If the wrong questions have been asked, what would be the right questions?

One good question is: How can doctors best support patients with ME/CFS even when there's no proven treatment yet?

 

Indeed! This is why Cochrane reviews (other than overviews) are often not useful to doctors or patients as they tend to focus on individual interventions or intervention types. If it's not a drug, device or surgical procedure, there seems to be an assumption that it probably doesn't do any harm, even if any benefit is marginal or unproven.

Patients and doctors are interested in the range of options available to them, and the risks and benefits of each when compared with each other. Cochrane reviews force people to look at individual reviews in isolation, each with a different author team, different inclusion criteria in terms of diagnosis, outcomes etc. And sometimes biases in favour of the intervention under scrutiny which is near impossible to spot. It would be better to do evidence overviews focussed on patient (or public) populations, defined by diagnosis, location, health system, patient-important outcomes, resources, language etc. NICE are not perfect, but they may end up doing a better job with answering the question above. I hope so.

 

Something like a condensed, practice-oriented IOM report would be very useful.

PS: there is a primer for pediatric ME/CFS which I like

Note the bolded parts.

https://www.frontiersin.org/articles/10.3389/fped.2017.00121/full

 

Thank you @Hilda Bastian for your article, you highlighted many relevant issues. Hopefully the Cochrane IAG will correct them so that the new review is not biased towards positive views on GET, which it currently is.

If possible at all, some input from @PhysiosforME and Workwell seems quite crucial as they are physiotherapists with an expertise on ME.

In the absence of a treatment, the very least doctors could do would be to heavily insist on the importance of pacing. They could provide leaflets from national associations (or translated documents if no national association exists in a given country) and recommendations of books on pacing. This is simple, easy to implement, but it isn't done yet (especially not in France...).

 

Unfortunately, the PACE trial effectively prevented that from happening even tho it has never been acknowledged that the APT supposedly being 'tested' is not what is generally considered by patients as pacing.
Subsequently, 'pacing' has been incorrectly interpreted as a kind of 'gentle' GET in many quarters including AfME (a UK charity) and most, if not all, of the 'specialist' clinics.

 

It maybe warrants a thought experiment.
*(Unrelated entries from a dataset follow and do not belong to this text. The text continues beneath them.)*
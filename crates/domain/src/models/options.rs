//! Tracker options.
//!
//! Built once at construction and never mutated afterwards. Defaults are
//! applied in [`Default`]; the `with_*` methods return modified copies.

use chrono::Duration;
use shared::retry::RetryPolicy;
use shared::validation::MODEL_NAME_REGEX;
use validator::Validate;

/// Default name of the table holding join records.
pub const DEFAULT_MODEL_NAME: &str = "invite_joins";

/// Default minimum account age before a join is considered genuine.
pub const DEFAULT_ACCOUNT_AGE_THRESHOLD_DAYS: i64 = 7;

/// Default minimum time since the last leave before a rejoin is considered genuine.
pub const DEFAULT_REJOIN_THRESHOLD_DAYS: i64 = 7;

#[derive(Debug, Clone, PartialEq, Eq, Validate)]
pub struct TrackerOptions {
    /// Name of the persisted collection (SQL table).
    #[validate(regex(
        path = *MODEL_NAME_REGEX,
        message = "model_name must be a lowercase SQL identifier"
    ))]
    model_name: String,

    /// Log retries and swallowed failures at warn/error instead of debug.
    verbose: bool,

    account_age_threshold: Duration,

    rejoin_threshold: Duration,

    retry: RetryPolicy,
}

impl Default for TrackerOptions {
    fn default() -> Self {
        Self {
            model_name: DEFAULT_MODEL_NAME.to_string(),
            verbose: false,
            account_age_threshold: Duration::days(DEFAULT_ACCOUNT_AGE_THRESHOLD_DAYS),
            rejoin_threshold: Duration::days(DEFAULT_REJOIN_THRESHOLD_DAYS),
            retry: RetryPolicy::default(),
        }
    }
}

impl TrackerOptions {
    pub fn with_model_name(mut self, model_name: impl Into<String>) -> Self {
        self.model_name = model_name.into();
        self
    }

    pub fn with_verbose(mut self, verbose: bool) -> Self {
        self.verbose = verbose;
        self
    }

    pub fn with_account_age_threshold(mut self, threshold: Duration) -> Self {
        self.account_age_threshold = threshold;
        self
    }

    pub fn with_rejoin_threshold(mut self, threshold: Duration) -> Self {
        self.rejoin_threshold = threshold;
        self
    }

    pub fn with_retry_policy(mut self, retry: RetryPolicy) -> Self {
        self.retry = retry;
        self
    }

    pub fn model_name(&self) -> &str {
        &self.model_name
    }

    pub fn verbose(&self) -> bool {
        self.verbose
    }

    pub fn account_age_threshold(&self) -> Duration {
        self.account_age_threshold
    }

    pub fn rejoin_threshold(&self) -> Duration {
        self.rejoin_threshold
    }

    pub fn retry_policy(&self) -> RetryPolicy {
        self.retry
    }
}
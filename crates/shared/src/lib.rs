//! Shared utilities and common types for the invite tracker.
//!
//! This crate provides common functionality used across all other crates:
//! - Bounded retry of fallible async operations
//! - Snowflake id decoding
//! - Common validation logic

pub mod retry;
pub mod snowflake;
pub mod validation;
Imagine the PACE authors really had proven to be good scientists, and reported honestly, openly and fully about their findings in 2011. How different would the ME/CFS landscape be today?

 

Hard to predict but:

The forced separation of children with ME from their family, because they decline (further) GET treatment would most likely disappear.

The admission that CBT/GET as line of research has ended would mark the end of an era and probably stimulate and vitalize other research efforts in various ways.

Health insurance companies would try to find some new creative ways to delay or deny payment to patients with ME/CFS.

There would probably be some new quackery trying to establish itself.

PS: I forgot a really important effect. There would be a shift in how the illness is perceived by society.